* [PROBLEM]:
Whenever a line of the records below contains the word "Failed", copy that line.

[Opening MATERIAL PROVIDED section]

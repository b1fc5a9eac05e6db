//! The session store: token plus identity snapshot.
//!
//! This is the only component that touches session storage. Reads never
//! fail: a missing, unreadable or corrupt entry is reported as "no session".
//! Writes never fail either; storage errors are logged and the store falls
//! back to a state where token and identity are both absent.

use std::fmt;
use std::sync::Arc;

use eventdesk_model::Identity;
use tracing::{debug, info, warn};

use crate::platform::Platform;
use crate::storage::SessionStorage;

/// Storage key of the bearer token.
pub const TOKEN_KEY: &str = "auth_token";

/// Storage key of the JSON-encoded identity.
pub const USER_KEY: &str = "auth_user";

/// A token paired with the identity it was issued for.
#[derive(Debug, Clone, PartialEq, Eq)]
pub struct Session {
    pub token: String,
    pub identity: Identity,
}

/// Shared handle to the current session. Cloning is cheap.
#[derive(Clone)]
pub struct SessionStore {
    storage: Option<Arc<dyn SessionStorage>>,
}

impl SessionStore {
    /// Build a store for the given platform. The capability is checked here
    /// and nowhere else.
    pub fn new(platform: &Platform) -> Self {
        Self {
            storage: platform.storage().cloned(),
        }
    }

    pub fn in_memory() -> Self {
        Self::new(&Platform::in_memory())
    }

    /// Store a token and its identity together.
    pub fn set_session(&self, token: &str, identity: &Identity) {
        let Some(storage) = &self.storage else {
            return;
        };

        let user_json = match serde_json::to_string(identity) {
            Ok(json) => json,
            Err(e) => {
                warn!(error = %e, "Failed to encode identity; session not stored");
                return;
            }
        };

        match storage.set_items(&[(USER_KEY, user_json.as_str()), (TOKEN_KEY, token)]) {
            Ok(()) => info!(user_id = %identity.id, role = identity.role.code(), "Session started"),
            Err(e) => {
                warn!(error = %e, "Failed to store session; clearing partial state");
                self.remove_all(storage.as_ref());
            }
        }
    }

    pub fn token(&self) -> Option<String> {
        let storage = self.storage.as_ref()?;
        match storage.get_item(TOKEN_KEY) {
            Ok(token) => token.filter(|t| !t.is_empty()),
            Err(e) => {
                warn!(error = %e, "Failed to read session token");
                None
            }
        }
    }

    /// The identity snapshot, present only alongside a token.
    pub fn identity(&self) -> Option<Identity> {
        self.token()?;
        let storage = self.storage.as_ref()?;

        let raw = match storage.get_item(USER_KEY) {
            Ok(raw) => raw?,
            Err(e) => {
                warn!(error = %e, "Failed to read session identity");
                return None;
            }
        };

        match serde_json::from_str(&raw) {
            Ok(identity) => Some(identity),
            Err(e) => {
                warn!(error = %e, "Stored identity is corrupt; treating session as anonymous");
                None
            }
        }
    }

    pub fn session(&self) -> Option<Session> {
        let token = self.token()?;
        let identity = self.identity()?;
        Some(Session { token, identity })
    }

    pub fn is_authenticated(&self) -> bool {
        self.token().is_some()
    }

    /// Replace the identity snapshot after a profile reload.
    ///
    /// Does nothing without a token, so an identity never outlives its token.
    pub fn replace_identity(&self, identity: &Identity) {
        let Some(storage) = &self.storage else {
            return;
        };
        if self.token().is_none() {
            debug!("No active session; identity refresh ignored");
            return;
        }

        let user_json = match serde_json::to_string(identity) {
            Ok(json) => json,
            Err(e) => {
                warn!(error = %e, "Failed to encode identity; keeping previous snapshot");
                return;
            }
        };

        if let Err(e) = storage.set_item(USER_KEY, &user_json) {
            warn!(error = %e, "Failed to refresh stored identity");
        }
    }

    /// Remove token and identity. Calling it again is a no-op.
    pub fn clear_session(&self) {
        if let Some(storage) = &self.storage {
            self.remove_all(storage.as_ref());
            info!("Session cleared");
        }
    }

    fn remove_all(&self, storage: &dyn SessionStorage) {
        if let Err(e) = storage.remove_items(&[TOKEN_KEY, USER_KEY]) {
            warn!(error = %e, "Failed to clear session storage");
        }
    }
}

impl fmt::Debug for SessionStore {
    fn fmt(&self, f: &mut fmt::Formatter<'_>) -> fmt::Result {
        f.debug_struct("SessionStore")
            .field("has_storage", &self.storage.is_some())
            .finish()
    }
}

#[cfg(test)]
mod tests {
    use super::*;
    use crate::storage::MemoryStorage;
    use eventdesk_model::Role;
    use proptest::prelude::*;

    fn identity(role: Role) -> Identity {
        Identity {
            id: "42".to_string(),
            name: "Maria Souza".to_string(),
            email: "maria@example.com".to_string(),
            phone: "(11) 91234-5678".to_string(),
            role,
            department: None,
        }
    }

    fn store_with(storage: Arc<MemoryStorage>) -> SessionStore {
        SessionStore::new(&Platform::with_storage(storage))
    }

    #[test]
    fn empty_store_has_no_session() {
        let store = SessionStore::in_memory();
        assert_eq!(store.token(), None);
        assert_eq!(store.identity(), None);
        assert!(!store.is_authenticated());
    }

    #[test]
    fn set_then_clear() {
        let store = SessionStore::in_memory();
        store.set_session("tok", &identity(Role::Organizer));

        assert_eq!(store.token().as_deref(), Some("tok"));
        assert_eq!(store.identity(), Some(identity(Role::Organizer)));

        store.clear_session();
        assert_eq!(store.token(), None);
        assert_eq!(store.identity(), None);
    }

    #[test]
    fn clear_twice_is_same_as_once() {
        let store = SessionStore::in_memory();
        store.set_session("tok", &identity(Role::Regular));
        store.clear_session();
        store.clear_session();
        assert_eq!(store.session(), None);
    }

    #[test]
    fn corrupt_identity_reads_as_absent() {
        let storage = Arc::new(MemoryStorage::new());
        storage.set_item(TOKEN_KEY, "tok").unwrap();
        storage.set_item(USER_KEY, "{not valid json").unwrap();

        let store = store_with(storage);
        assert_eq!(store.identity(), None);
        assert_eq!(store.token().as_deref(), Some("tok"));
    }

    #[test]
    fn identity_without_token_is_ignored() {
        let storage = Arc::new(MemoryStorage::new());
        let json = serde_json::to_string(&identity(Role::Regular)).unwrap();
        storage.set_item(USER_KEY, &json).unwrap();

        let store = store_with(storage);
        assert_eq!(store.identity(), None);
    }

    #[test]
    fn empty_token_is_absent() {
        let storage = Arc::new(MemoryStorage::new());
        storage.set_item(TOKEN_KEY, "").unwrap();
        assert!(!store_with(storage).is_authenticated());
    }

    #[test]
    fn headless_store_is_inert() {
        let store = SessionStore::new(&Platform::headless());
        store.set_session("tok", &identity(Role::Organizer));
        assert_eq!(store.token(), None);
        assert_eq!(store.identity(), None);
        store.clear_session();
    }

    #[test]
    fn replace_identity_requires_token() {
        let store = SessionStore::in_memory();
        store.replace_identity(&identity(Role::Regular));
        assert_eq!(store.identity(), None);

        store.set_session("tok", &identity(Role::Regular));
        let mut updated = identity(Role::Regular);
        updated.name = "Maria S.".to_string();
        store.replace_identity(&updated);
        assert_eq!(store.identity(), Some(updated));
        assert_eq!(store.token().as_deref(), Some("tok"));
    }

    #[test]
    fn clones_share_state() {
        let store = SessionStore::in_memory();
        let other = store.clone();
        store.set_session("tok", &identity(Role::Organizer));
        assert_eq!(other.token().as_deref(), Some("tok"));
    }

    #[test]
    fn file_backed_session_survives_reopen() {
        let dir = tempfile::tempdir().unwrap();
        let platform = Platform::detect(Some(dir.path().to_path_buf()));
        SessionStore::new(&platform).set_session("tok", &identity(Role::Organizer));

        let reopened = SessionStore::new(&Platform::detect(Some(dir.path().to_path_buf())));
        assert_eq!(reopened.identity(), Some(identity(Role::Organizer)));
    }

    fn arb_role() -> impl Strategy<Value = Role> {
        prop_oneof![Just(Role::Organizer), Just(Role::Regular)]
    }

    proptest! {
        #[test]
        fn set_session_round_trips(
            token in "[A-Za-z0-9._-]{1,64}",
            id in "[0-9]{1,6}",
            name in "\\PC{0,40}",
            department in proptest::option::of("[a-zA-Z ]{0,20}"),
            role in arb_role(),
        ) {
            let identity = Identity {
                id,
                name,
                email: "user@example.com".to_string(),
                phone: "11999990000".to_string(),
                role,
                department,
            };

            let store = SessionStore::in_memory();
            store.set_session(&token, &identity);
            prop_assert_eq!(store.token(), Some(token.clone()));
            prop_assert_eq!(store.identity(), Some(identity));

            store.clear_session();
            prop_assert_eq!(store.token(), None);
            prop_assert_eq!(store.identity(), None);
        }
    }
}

[Closing MATERIAL PROVIDED section]

* [OUTPUT OF THE TASK]:
                warn!(error = %e, "Failed to encode identity; session not stored");
                warn!(error = %e, "Failed to store session; clearing partial state");
                warn!(error = %e, "Failed to read session token");
                warn!(error = %e, "Failed to read session identity");
                warn!(error = %e, "Failed to encode identity; keeping previous snapshot");
            warn!(error = %e, "Failed to refresh stored identity");
            warn!(error = %e, "Failed to clear session storage");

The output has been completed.